[About this task]: Check every line of the records below for the string "Decimal" and copy the ones that have it.

-- Opening Marker --

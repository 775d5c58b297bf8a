//! Product catalog records

use chrono::{DateTime, Utc};
use rust_decimal::Decimal;
use serde::{Deserialize, Serialize};
use uuid::Uuid;

/// The fixed category set the catalog is organized by.
#[derive(Debug, Clone, Copy, PartialEq, Eq, Serialize, Deserialize, sqlx::Type)]
#[sqlx(type_name = "category")]
pub enum Category {
    Clothing,
    Bags,
    Footwear,
    Jewelry,
    Accessories,
    Beauty,
}

#[derive(Debug, Clone, Serialize, Deserialize, sqlx::FromRow)]
#[serde(rename_all = "camelCase")]
pub struct Product {
    pub id: Uuid,
    pub name: String,
    pub description: String,
    pub price: Decimal,
    pub category: Category,
    pub sizes: Vec<String>,
    pub colors: Vec<String>,
    pub image: String,
    pub stock: i32,
    pub rating: f64,
    pub num_reviews: i32,
    pub featured: bool,
    pub created_at: DateTime<Utc>,
    pub updated_at: DateTime<Utc>,
}

impl Product {
    pub fn is_in_stock(&self) -> bool {
        self.stock > 0
    }
}

#[cfg(test)]
mod tests {
    use super::*;

    #[test]
    fn test_category_wire_names() {
        assert_eq!(serde_json::to_string(&Category::Clothing).unwrap(), "\"Clothing\"");
        assert_eq!(
            serde_json::from_str::<Category>("\"Beauty\"").unwrap(),
            Category::Beauty
        );
        assert!(serde_json::from_str::<Category>("\"Electronics\"").is_err());
    }
}
//! Shared application state

use std::sync::Arc;

use crate::auth::{CredentialHasher, TokenSigner};

#[derive(Clone)]
pub struct AppState {
    pub db: sqlx::PgPool,
    pub nats: Option<async_nats::Client>,
    pub tokens: TokenSigner,
    pub hasher: Arc<dyn CredentialHasher>,
}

-- Closing Marker --

[Exercise solution]:
use rust_decimal::Decimal;
    pub price: Decimal,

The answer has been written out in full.